### Work to be completed
Copy the data below exactly.

- - -

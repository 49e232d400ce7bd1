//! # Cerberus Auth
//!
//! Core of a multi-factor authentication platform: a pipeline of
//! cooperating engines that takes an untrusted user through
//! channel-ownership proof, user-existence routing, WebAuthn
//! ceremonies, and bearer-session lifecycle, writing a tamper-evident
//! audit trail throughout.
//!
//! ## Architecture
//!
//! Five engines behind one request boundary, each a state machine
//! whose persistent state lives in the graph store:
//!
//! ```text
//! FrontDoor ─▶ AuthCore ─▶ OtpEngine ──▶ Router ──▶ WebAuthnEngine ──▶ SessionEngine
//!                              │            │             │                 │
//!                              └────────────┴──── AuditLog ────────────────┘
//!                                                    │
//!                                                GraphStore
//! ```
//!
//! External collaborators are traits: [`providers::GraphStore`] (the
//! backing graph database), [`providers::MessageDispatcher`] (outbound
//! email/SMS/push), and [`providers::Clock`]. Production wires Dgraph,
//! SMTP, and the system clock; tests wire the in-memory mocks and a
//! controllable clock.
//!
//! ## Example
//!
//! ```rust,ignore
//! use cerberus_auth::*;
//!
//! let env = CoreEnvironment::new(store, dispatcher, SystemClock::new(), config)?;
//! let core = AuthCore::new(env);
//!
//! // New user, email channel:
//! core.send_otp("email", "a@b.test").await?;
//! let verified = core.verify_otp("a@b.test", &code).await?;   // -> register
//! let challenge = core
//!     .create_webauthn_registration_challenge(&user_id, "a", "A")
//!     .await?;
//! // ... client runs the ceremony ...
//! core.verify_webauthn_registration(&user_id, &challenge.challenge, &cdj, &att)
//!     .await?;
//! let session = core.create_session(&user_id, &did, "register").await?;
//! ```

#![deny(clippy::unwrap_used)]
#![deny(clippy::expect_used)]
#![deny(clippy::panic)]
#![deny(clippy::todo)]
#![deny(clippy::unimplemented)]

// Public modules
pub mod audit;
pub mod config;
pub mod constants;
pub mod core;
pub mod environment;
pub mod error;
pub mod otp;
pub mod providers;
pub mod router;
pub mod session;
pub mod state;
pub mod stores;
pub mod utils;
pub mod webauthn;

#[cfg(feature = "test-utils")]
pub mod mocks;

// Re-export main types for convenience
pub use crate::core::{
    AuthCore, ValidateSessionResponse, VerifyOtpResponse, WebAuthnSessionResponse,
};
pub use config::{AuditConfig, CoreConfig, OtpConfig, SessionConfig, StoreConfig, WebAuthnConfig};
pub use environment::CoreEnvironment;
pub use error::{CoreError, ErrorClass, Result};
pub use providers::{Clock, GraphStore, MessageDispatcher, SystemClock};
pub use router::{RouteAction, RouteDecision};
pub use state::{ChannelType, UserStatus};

- - -

### Exercise answer
repository 49e232d400ce7bd1
//! # Cerberus Auth
//!
//! Core of a multi-factor authentication platform: a pipeline of
//! cooperating engines that takes an untrusted user through
//! channel-ownership proof, user-existence routing, WebAuthn
//! ceremonies, and bearer-session lifecycle, writing a tamper-evident
//! audit trail throughout.
//!
//! ## Architecture
//!
//! Five engines behind one request boundary, each a state machine
//! whose persistent state lives in the graph store:
//!
//! ```text
//! FrontDoor ─▶ AuthCore ─▶ OtpEngine ──▶ Router ──▶ WebAuthnEngine ──▶ SessionEngine
//!                              │            │             │                 │
//!                              └────────────┴──── AuditLog ────────────────┘
//!                                                    │
//!                                                GraphStore
//! ```
//!
//! External collaborators are traits: [`providers::GraphStore`] (the
//! backing graph database), [`providers::MessageDispatcher`] (outbound
//! email/SMS/push), and [`providers::Clock`]. Production wires Dgraph,
//! SMTP, and the system clock; tests wire the in-memory mocks and a
//! controllable clock.
//!
//! ## Example
//!
//! ```rust,ignore
//! use cerberus_auth::*;
//!
//! let env = CoreEnvironment::new(store, dispatcher, SystemClock::new(), config)?;
//! let core = AuthCore::new(env);
//!
//! // New user, email channel:
//! core.send_otp("email", "a@b.test").await?;
//! let verified = core.verify_otp("a@b.test", &code).await?;   // -> register
//! let challenge = core
//!     .create_webauthn_registration_challenge(&user_id, "a", "A")
//!     .await?;
//! // ... client runs the ceremony ...
//! core.verify_webauthn_registration(&user_id, &challenge.challenge, &cdj, &att)
//!     .await?;
//! let session = core.create_session(&user_id, &did, "register").await?;
//! ```

#![deny(clippy::unwrap_used)]
#![deny(clippy::expect_used)]
#![deny(clippy::panic)]
#![deny(clippy::todo)]
#![deny(clippy::unimplemented)]

// Public modules
pub mod audit;
pub mod config;
pub mod constants;
pub mod core;
pub mod environment;
pub mod error;
pub mod otp;
pub mod providers;
pub mod router;
pub mod session;
pub mod state;
pub mod stores;
pub mod utils;
pub mod webauthn;

#[cfg(feature = "test-utils")]
pub mod mocks;

// Re-export main types for convenience
pub use crate::core::{
    AuthCore, ValidateSessionResponse, VerifyOtpResponse, WebAuthnSessionResponse,
};
pub use config::{AuditConfig, CoreConfig, OtpConfig, SessionConfig, StoreConfig, WebAuthnConfig};
pub use environment::CoreEnvironment;
pub use error::{CoreError, ErrorClass, Result};
pub use providers::{Clock, GraphStore, MessageDispatcher, SystemClock};
pub use router::{RouteAction, RouteDecision};
pub use state::{ChannelType, UserStatus};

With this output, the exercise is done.